* _Task goal_: Every line containing the string "lines" is to be copied from the records.
────
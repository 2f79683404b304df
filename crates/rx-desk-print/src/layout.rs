//! Page layout for printed prescriptions.
//!
//! Produces positioned text runs on A4 pages; the PDF renderer only paints
//! them. Coordinates are millimetres from the bottom-left corner, matching
//! PDF user space.

use rx_desk_core::document::{PrescriptionDocument, NO_MEDICINES, PATIENT_UNAVAILABLE};

pub const PAGE_WIDTH_MM: f32 = 210.0;
pub const PAGE_HEIGHT_MM: f32 = 297.0;
pub const MARGIN_MM: f32 = 15.0;
pub const CONTENT_WIDTH_MM: f32 = PAGE_WIDTH_MM - 2.0 * MARGIN_MM;

const TITLE_PT: f32 = 18.0;
const HEADING_PT: f32 = 12.0;
const BODY_PT: f32 = 10.0;
const LINE_MM: f32 = 6.0;
const SECTION_GAP_MM: f32 = 4.0;

/// Average Helvetica glyph width as a fraction of the point size.
const AVG_GLYPH_EM: f32 = 0.5;
const PT_TO_MM: f32 = 0.3528;

/// Medicine table columns: header and left offset within the content box.
const COLUMNS: [(&str, f32); 4] = [
    ("Medicine", 0.0),
    ("Dosage", 70.0),
    ("Frequency", 110.0),
    ("Duration", 150.0),
];

/// Space kept clear between adjacent table cells.
const CELL_GUTTER_MM: f32 = 2.0;

/// Characters per wrapped notes line.
const NOTES_WRAP: usize = 95;

#[derive(Debug, Clone, PartialEq)]
pub struct TextRun {
    pub text: String,
    pub x_mm: f32,
    pub y_mm: f32,
    pub size_pt: f32,
    pub bold: bool,
}

#[derive(Debug, Clone, Default, PartialEq)]
pub struct Page {
    pub runs: Vec<TextRun>,
}

#[derive(Debug, Clone, PartialEq)]
pub struct Layout {
    pub title: String,
    pub pages: Vec<Page>,
}

/// Estimated rendered width of `text` in millimetres.
pub fn text_width_mm(text: &str, size_pt: f32) -> f32 {
    text.chars().count() as f32 * size_pt * AVG_GLYPH_EM * PT_TO_MM
}

/// Left edge that centers `text` on the page.
pub fn centered_x(text: &str, size_pt: f32) -> f32 {
    ((PAGE_WIDTH_MM - text_width_mm(text, size_pt)) / 2.0).max(MARGIN_MM)
}

/// Greedy word wrap at `max_chars`.
pub fn wrap_text(text: &str, max_chars: usize) -> Vec<String> {
    let mut lines = Vec::new();
    let mut current = String::new();

    for word in text.split_whitespace() {
        if current.len() + word.len() + 1 > max_chars && !current.is_empty() {
            lines.push(std::mem::take(&mut current));
        }
        if !current.is_empty() {
            current.push(' ');
        }
        current.push_str(word);
    }
    if !current.is_empty() || lines.is_empty() {
        lines.push(current);
    }
    lines
}

/// Usable width of table column `index`.
fn column_width_mm(index: usize) -> f32 {
    let start = COLUMNS[index].1;
    let end = COLUMNS
        .get(index + 1)
        .map_or(CONTENT_WIDTH_MM, |(_, offset)| *offset);
    end - start - CELL_GUTTER_MM
}

/// Wrap `text` so no line is wider than `width_mm`; overlong words are split.
pub fn fit_cell(text: &str, width_mm: f32, size_pt: f32) -> Vec<String> {
    let glyph_mm = size_pt * AVG_GLYPH_EM * PT_TO_MM;
    let max_chars = ((width_mm / glyph_mm).floor() as usize).max(1);

    let mut lines = Vec::new();
    for line in wrap_text(text, max_chars) {
        let chars: Vec<char> = line.chars().collect();
        if chars.len() <= max_chars {
            lines.push(line);
            continue;
        }
        for chunk in chars.chunks(max_chars) {
            lines.push(chunk.iter().collect());
        }
    }
    lines
}

/// Cursor that starts a new page when the next line would cross the bottom margin.
struct Cursor {
    pages: Vec<Page>,
    y: f32,
}

impl Cursor {
    fn new() -> Self {
        Self {
            pages: vec![Page::default()],
            y: PAGE_HEIGHT_MM - MARGIN_MM,
        }
    }

    fn ensure(&mut self, height: f32) {
        if self.y - height < MARGIN_MM {
            self.pages.push(Page::default());
            self.y = PAGE_HEIGHT_MM - MARGIN_MM;
        }
    }

    fn put(&mut self, text: impl Into<String>, x_mm: f32, size_pt: f32, bold: bool) {
        let y_mm = self.y - size_pt * PT_TO_MM;
        if let Some(page) = self.pages.last_mut() {
            page.runs.push(TextRun {
                text: text.into(),
                x_mm,
                y_mm,
                size_pt,
                bold,
            });
        }
    }

    fn line(&mut self, text: impl Into<String>, size_pt: f32, bold: bool) {
        self.ensure(LINE_MM);
        self.put(text, MARGIN_MM, size_pt, bold);
        self.y -= LINE_MM;
    }

    fn gap(&mut self) {
        self.y -= SECTION_GAP_MM;
    }
}

/// Lay out the whole document.
pub fn layout_document(doc: &PrescriptionDocument) -> Layout {
    let mut cursor = Cursor::new();

    let heading = "Medical Prescription";
    cursor.ensure(LINE_MM * 2.0);
    cursor.put(heading, centered_x(heading, TITLE_PT), TITLE_PT, true);
    cursor.y -= LINE_MM * 2.0;

    cursor.line("Prescription Details", HEADING_PT, true);
    cursor.line(
        format!(
            "Prescription ID: {}",
            doc.prescription_id.as_deref().unwrap_or("-")
        ),
        BODY_PT,
        false,
    );
    cursor.line(format!("Date: {}", doc.date_text()), BODY_PT, false);
    cursor.gap();

    cursor.line("Patient Information", HEADING_PT, true);
    match &doc.patient {
        Some(patient) => {
            cursor.line(format!("Name: {}", patient.name), BODY_PT, false);
            cursor.line(
                format!("Patient ID: {}", patient.patient_id.as_deref().unwrap_or("-")),
                BODY_PT,
                false,
            );
            let age = patient
                .age
                .map(|a| format!("{} years", a))
                .unwrap_or_else(|| "-".to_string());
            cursor.line(format!("Age: {}", age), BODY_PT, false);
            cursor.line(
                format!("Gender: {}", patient.gender.as_deref().unwrap_or("-")),
                BODY_PT,
                false,
            );
        }
        None => cursor.line(PATIENT_UNAVAILABLE, BODY_PT, false),
    }
    cursor.gap();

    cursor.line("Prescribed Medicines", HEADING_PT, true);
    if doc.items.is_empty() {
        cursor.line(NO_MEDICINES, BODY_PT, false);
    } else {
        table_header(&mut cursor);
        for item in &doc.items {
            let cells: Vec<Vec<String>> = [
                item.medicine.clone(),
                item.dosage.clone(),
                item.frequency.clone(),
                format!("{} days", item.duration_days),
            ]
            .iter()
            .enumerate()
            .map(|(i, cell)| fit_cell(cell, column_width_mm(i), BODY_PT))
            .collect();
            let height = cells.iter().map(Vec::len).max().unwrap_or(1) as f32 * LINE_MM;

            if cursor.y - height < MARGIN_MM {
                cursor.ensure(height);
                table_header(&mut cursor);
            }
            let top = cursor.y;
            for ((_, offset), lines) in COLUMNS.iter().zip(cells) {
                cursor.y = top;
                for line in lines {
                    cursor.put(line, MARGIN_MM + offset, BODY_PT, false);
                    cursor.y -= LINE_MM;
                }
            }
            cursor.y = top - height;
        }
    }
    cursor.gap();

    cursor.line("Notes", HEADING_PT, true);
    for line in wrap_text(doc.notes_text(), NOTES_WRAP) {
        cursor.line(line, BODY_PT, false);
    }

    cursor.gap();
    cursor.gap();
    let signature = "Doctor's Signature";
    cursor.ensure(LINE_MM * 2.0);
    let right = PAGE_WIDTH_MM - MARGIN_MM - text_width_mm(signature, BODY_PT);
    cursor.put("________________________", right - 10.0, BODY_PT, false);
    cursor.y -= LINE_MM;
    cursor.put(signature, right, BODY_PT, false);

    Layout {
        title: doc.title(),
        pages: cursor.pages,
    }
}

fn table_header(cursor: &mut Cursor) {
    cursor.ensure(LINE_MM * 2.0);
    for (label, offset) in COLUMNS {
        cursor.put(label, MARGIN_MM + offset, BODY_PT, true);
    }
    cursor.y -= LINE_MM;
}
//! Prescription models.

use chrono::NaiveDate;
use serde::{Deserialize, Serialize};

/// A prescription with its ordered line items.
#[derive(Debug, Clone, Serialize, Deserialize, PartialEq)]
#[serde(rename_all = "camelCase")]
pub struct Prescription {
    /// System-assigned id - absent until created
    #[serde(default, skip_serializing_if = "Option::is_none")]
    pub id: Option<i64>,
    /// Human-facing identifier, assigned by the backend
    #[serde(default, skip_serializing_if = "Option::is_none")]
    pub prescription_id: Option<String>,
    /// Patient system id
    pub patient_id: i64,
    #[serde(default, alias = "prescriptionDate", with = "super::dates::optional")]
    pub visit_date: Option<NaiveDate>,
    #[serde(default)]
    pub notes: Option<String>,
    /// Line items in entry order
    #[serde(default, alias = "medicineItems")]
    pub prescription_items: Vec<PrescriptionItem>,
}

/// One medicine entry within a prescription.
#[derive(Debug, Clone, Serialize, Deserialize, PartialEq, Eq)]
#[serde(rename_all = "camelCase")]
pub struct PrescriptionItem {
    pub medicine_id: i64,
    /// Medicine name captured when the item was added; never re-resolved
    #[serde(default)]
    pub medicine_name: String,
    pub dosage: String,
    pub frequency: String,
    /// Duration in days
    pub duration: i64,
}

impl Prescription {
    /// Create a new, unsaved prescription for a patient.
    pub fn new(patient_id: i64, visit_date: Option<NaiveDate>) -> Self {
        Self {
            id: None,
            prescription_id: None,
            patient_id,
            visit_date,
            notes: None,
            prescription_items: Vec::new(),
        }
    }

    /// Whether any line item references the given medicine.
    pub fn references_medicine(&self, medicine_id: i64) -> bool {
        self.prescription_items
            .iter()
            .any(|item| item.medicine_id == medicine_id)
    }
}

impl PrescriptionItem {
    /// Label for display and print: the captured name, or the id if none was captured.
    pub fn display_name(&self) -> String {
        if self.medicine_name.trim().is_empty() {
            self.medicine_id.to_string()
        } else {
            self.medicine_name.clone()
        }
    }
}
use std::path::PathBuf;

use anyhow::{Context, Result};
use clap::{Parser, ValueEnum};
use rx_desk_core::{
    config::ClientConfig, logging::init_logging, EntityClient, HttpEntityClient, LocalStore,
    PrescriptionDocument,
};
use rx_desk_print::{DocumentRenderer, HtmlRenderer, JsonRenderer};

#[derive(Clone, Copy, Debug, ValueEnum)]
enum Format {
    /// Print preview page
    Html,
    /// A4 PDF download
    Pdf,
    /// Document view model
    Json,
}

#[derive(Parser)]
#[command(name = "rx-print")]
#[command(about = "Render a saved prescription for printing")]
struct Cli {
    /// Prescription system id
    id: i64,
    /// Output format
    #[arg(long, value_enum, default_value = "html")]
    format: Format,
    /// Output file (defaults to the document's own file name)
    #[arg(long)]
    out: Option<PathBuf>,
    /// Backend base URL (overrides RX_DESK_API_URL)
    #[arg(long)]
    api_url: Option<String>,
    /// Read from a local store instead of the backend
    #[arg(long, conflicts_with = "api_url")]
    store: Option<PathBuf>,
    /// Open the print dialog when the preview loads
    #[arg(long)]
    auto_print: bool,
}

fn client(cli: &Cli) -> Result<Box<dyn EntityClient>> {
    if let Some(path) = &cli.store {
        let store = LocalStore::open(path)
            .with_context(|| format!("opening local store {}", path.display()))?;
        return Ok(Box::new(store));
    }

    let config = match &cli.api_url {
        Some(url) => ClientConfig::for_base_url(url)?,
        None => ClientConfig::from_env()?,
    };
    Ok(Box::new(HttpEntityClient::new(&config)?))
}

fn renderer(cli: &Cli) -> Result<Box<dyn DocumentRenderer>> {
    let renderer: Box<dyn DocumentRenderer> = match cli.format {
        Format::Html => Box::new(HtmlRenderer::new().with_auto_print(cli.auto_print)),
        #[cfg(feature = "pdf")]
        Format::Pdf => Box::new(rx_desk_print::PdfRenderer::new()),
        #[cfg(not(feature = "pdf"))]
        Format::Pdf => anyhow::bail!("rx-print was built without the `pdf` feature"),
        Format::Json => Box::new(JsonRenderer),
    };
    Ok(renderer)
}

fn main() -> Result<()> {
    init_logging(None);
    let cli = Cli::parse();

    let client = client(&cli)?;
    let doc = PrescriptionDocument::load(client.as_ref(), cli.id)
        .with_context(|| format!("loading prescription {}", cli.id))?;
    let rendered = renderer(&cli)?.render(&doc)?;

    let path = cli
        .out
        .clone()
        .unwrap_or_else(|| PathBuf::from(&rendered.file_name));
    std::fs::write(&path, &rendered.bytes)
        .with_context(|| format!("writing {}", path.display()))?;

    tracing::info!(path = %path.display(), media_type = rendered.media_type, "document written");
    println!("{}", path.display());
    Ok(())
}
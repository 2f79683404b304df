//! Printable prescription view model.
//!
//! [`PrescriptionDocument`] is everything a renderer needs; renderers never
//! touch the client.

use chrono::NaiveDate;
use serde::Serialize;
use thiserror::Error;

use crate::client::{ClientError, EntityClient};
use crate::models::{Patient, Prescription};

pub const PATIENT_UNAVAILABLE: &str = "Patient information not available";
pub const NO_NOTES: &str = "No additional notes";
pub const NO_MEDICINES: &str = "No medicines prescribed";

/// Document loader errors.
#[derive(Error, Debug, Clone, PartialEq)]
pub enum DocumentError {
    #[error("Prescription not found: {0}")]
    NotFound(i64),

    #[error("Failed to load prescription: {0}")]
    Fetch(#[from] ClientError),
}

pub type DocumentResult<T> = Result<T, DocumentError>;

/// Patient block printed in the document header.
#[derive(Debug, Clone, PartialEq, Serialize)]
pub struct PatientSummary {
    pub name: String,
    pub patient_id: Option<String>,
    pub age: Option<u32>,
    pub gender: Option<String>,
}

impl From<&Patient> for PatientSummary {
    fn from(p: &Patient) -> Self {
        Self {
            name: p.full_name(),
            patient_id: p.patient_id.clone(),
            age: p.age,
            gender: p.gender.clone(),
        }
    }
}

/// One row of the medicine table.
#[derive(Debug, Clone, PartialEq, Serialize)]
pub struct DocumentLine {
    pub medicine: String,
    pub dosage: String,
    pub frequency: String,
    pub duration_days: i64,
}

#[derive(Debug, Clone, PartialEq, Serialize)]
pub struct PrescriptionDocument {
    pub prescription_id: Option<String>,
    pub date: Option<NaiveDate>,
    pub notes: Option<String>,
    pub patient: Option<PatientSummary>,
    pub items: Vec<DocumentLine>,
}

impl PrescriptionDocument {
    pub fn build(prescription: &Prescription, patient: Option<&Patient>) -> Self {
        let notes = prescription
            .notes
            .as_deref()
            .map(str::trim)
            .filter(|n| !n.is_empty())
            .map(str::to_string);

        Self {
            prescription_id: prescription.prescription_id.clone(),
            date: prescription.visit_date,
            notes,
            patient: patient.map(PatientSummary::from),
            items: prescription
                .prescription_items
                .iter()
                .map(|item| DocumentLine {
                    medicine: item.display_name(),
                    dosage: item.dosage.clone(),
                    frequency: item.frequency.clone(),
                    duration_days: item.duration,
                })
                .collect(),
        }
    }

    /// Fetch the prescription, then its patient.
    ///
    /// A missing patient leaves the patient block unavailable rather than
    /// failing the whole document.
    pub fn load(client: &dyn EntityClient, id: i64) -> DocumentResult<Self> {
        let prescription = client
            .get_prescription(id)?
            .ok_or(DocumentError::NotFound(id))?;

        let patient = match client.get_patient(prescription.patient_id) {
            Ok(patient) => patient,
            Err(e) => {
                tracing::warn!(
                    patient_id = prescription.patient_id,
                    error = %e,
                    "patient lookup failed for prescription document"
                );
                None
            }
        };

        Ok(Self::build(&prescription, patient.as_ref()))
    }

    pub fn notes_text(&self) -> &str {
        self.notes.as_deref().unwrap_or(NO_NOTES)
    }

    /// "YYYY-MM-DD", or empty when the visit date is unknown.
    pub fn date_text(&self) -> String {
        self.date
            .map(crate::models::dates::to_form_date)
            .unwrap_or_default()
    }

    pub fn title(&self) -> String {
        match &self.prescription_id {
            Some(id) => format!("Prescription {}", id),
            None => "Prescription".to_string(),
        }
    }

    /// Download name: `Prescription-<id>.pdf`.
    pub fn file_name(&self) -> String {
        format!(
            "Prescription-{}.pdf",
            self.prescription_id.as_deref().unwrap_or("download")
        )
    }
}
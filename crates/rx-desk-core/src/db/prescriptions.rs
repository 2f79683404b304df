//! Prescription database operations.

use chrono::NaiveDate;
use rusqlite::{params, OptionalExtension, Row};

use super::{constraint_or, Database, DbError, DbResult};
use crate::models::{Prescription, PrescriptionItem};

/// Human-facing id for a stored prescription, e.g. `RX000042`.
pub fn local_prescription_id(id: i64) -> String {
    format!("RX{:06}", id)
}

const PRESCRIPTION_COLUMNS: &str =
    "id, prescription_id, patient_id, visit_date, notes, items";

impl Database {
    /// Insert a prescription, assigning its human-facing id.
    pub fn insert_prescription(&self, prescription: &Prescription) -> DbResult<i64> {
        let items_json = serde_json::to_string(&prescription.prescription_items)?;
        let tx = self.conn.unchecked_transaction()?;

        tx.execute(
            r#"
            INSERT INTO prescriptions (patient_id, visit_date, notes, items)
            VALUES (?1, ?2, ?3, ?4)
            "#,
            params![
                prescription.patient_id,
                prescription.visit_date,
                prescription.notes,
                items_json,
            ],
        )
        .map_err(|e| {
            constraint_or(e, format!("unknown patient {}", prescription.patient_id))
        })?;
        let id = tx.last_insert_rowid();
        let prescription_id = prescription
            .prescription_id
            .clone()
            .unwrap_or_else(|| local_prescription_id(id));
        tx.execute(
            "UPDATE prescriptions SET prescription_id = ?2 WHERE id = ?1",
            params![id, prescription_id],
        )?;

        tx.commit()?;
        Ok(id)
    }

    /// Replace header and items; the human-facing id is kept.
    pub fn update_prescription(&self, id: i64, prescription: &Prescription) -> DbResult<bool> {
        let items_json = serde_json::to_string(&prescription.prescription_items)?;
        let rows_affected = self
            .conn
            .execute(
                r#"
                UPDATE prescriptions SET
                    patient_id = ?2,
                    visit_date = ?3,
                    notes = ?4,
                    items = ?5,
                    updated_at = datetime('now')
                WHERE id = ?1
                "#,
                params![
                    id,
                    prescription.patient_id,
                    prescription.visit_date,
                    prescription.notes,
                    items_json,
                ],
            )
            .map_err(|e| {
                constraint_or(e, format!("unknown patient {}", prescription.patient_id))
            })?;
        Ok(rows_affected > 0)
    }

    pub fn get_prescription(&self, id: i64) -> DbResult<Option<Prescription>> {
        self.conn
            .query_row(
                &format!(
                    "SELECT {} FROM prescriptions WHERE id = ?",
                    PRESCRIPTION_COLUMNS
                ),
                [id],
                PrescriptionRow::from_row,
            )
            .optional()?
            .map(|row| row.try_into())
            .transpose()
    }

    /// All prescriptions, newest visit first.
    pub fn list_prescriptions(&self) -> DbResult<Vec<Prescription>> {
        self.query_prescriptions(
            &format!(
                "SELECT {} FROM prescriptions ORDER BY visit_date DESC, id DESC",
                PRESCRIPTION_COLUMNS
            ),
            params![],
        )
    }

    pub fn list_prescriptions_for_patient(&self, patient_id: i64) -> DbResult<Vec<Prescription>> {
        self.query_prescriptions(
            &format!(
                r#"
                SELECT {} FROM prescriptions
                WHERE patient_id = ?1
                ORDER BY visit_date DESC, id DESC
                "#,
                PRESCRIPTION_COLUMNS
            ),
            params![patient_id],
        )
    }

    /// Prescriptions with visit date in `start..=end`.
    pub fn list_prescriptions_between(
        &self,
        patient_id: i64,
        start: NaiveDate,
        end: NaiveDate,
    ) -> DbResult<Vec<Prescription>> {
        self.query_prescriptions(
            &format!(
                r#"
                SELECT {} FROM prescriptions
                WHERE patient_id = ?1 AND visit_date BETWEEN ?2 AND ?3
                ORDER BY visit_date DESC, id DESC
                "#,
                PRESCRIPTION_COLUMNS
            ),
            params![patient_id, start, end],
        )
    }

    /// Prescriptions with visit date strictly before `cutoff`.
    pub fn list_prescriptions_before(
        &self,
        patient_id: i64,
        cutoff: NaiveDate,
    ) -> DbResult<Vec<Prescription>> {
        self.query_prescriptions(
            &format!(
                r#"
                SELECT {} FROM prescriptions
                WHERE patient_id = ?1 AND visit_date < ?2
                ORDER BY visit_date DESC, id DESC
                "#,
                PRESCRIPTION_COLUMNS
            ),
            params![patient_id, cutoff],
        )
    }

    pub fn delete_prescription(&self, id: i64) -> DbResult<bool> {
        let rows_affected = self
            .conn
            .execute("DELETE FROM prescriptions WHERE id = ?", [id])?;
        Ok(rows_affected > 0)
    }

    fn query_prescriptions(
        &self,
        sql: &str,
        params: &[&dyn rusqlite::ToSql],
    ) -> DbResult<Vec<Prescription>> {
        let mut stmt = self.conn.prepare(sql)?;
        let rows = stmt.query_map(params, PrescriptionRow::from_row)?;

        let mut prescriptions = Vec::new();
        for row in rows {
            prescriptions.push(row?.try_into()?);
        }
        Ok(prescriptions)
    }
}

/// Raw row; `items` is still JSON.
struct PrescriptionRow {
    id: i64,
    prescription_id: Option<String>,
    patient_id: i64,
    visit_date: Option<NaiveDate>,
    notes: Option<String>,
    items: String,
}

impl PrescriptionRow {
    fn from_row(row: &Row<'_>) -> rusqlite::Result<Self> {
        Ok(Self {
            id: row.get(0)?,
            prescription_id: row.get(1)?,
            patient_id: row.get(2)?,
            visit_date: row.get(3)?,
            notes: row.get(4)?,
            items: row.get(5)?,
        })
    }
}

impl TryFrom<PrescriptionRow> for Prescription {
    type Error = DbError;

    fn try_from(row: PrescriptionRow) -> Result<Self, Self::Error> {
        let prescription_items: Vec<PrescriptionItem> = serde_json::from_str(&row.items)?;
        Ok(Prescription {
            id: Some(row.id),
            prescription_id: row.prescription_id,
            patient_id: row.patient_id,
            visit_date: row.visit_date,
            notes: row.notes,
            prescription_items,
        })
    }
}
────
* _Your solution_:
    let mut lines = Vec::new();
            lines.push(std::mem::take(&mut current));
    if !current.is_empty() || lines.is_empty() {
        lines.push(current);
    lines
    let mut lines = Vec::new();
            lines.push(line);
            lines.push(chunk.iter().collect());
    lines
            for ((_, offset), lines) in COLUMNS.iter().zip(cells) {
                for line in lines {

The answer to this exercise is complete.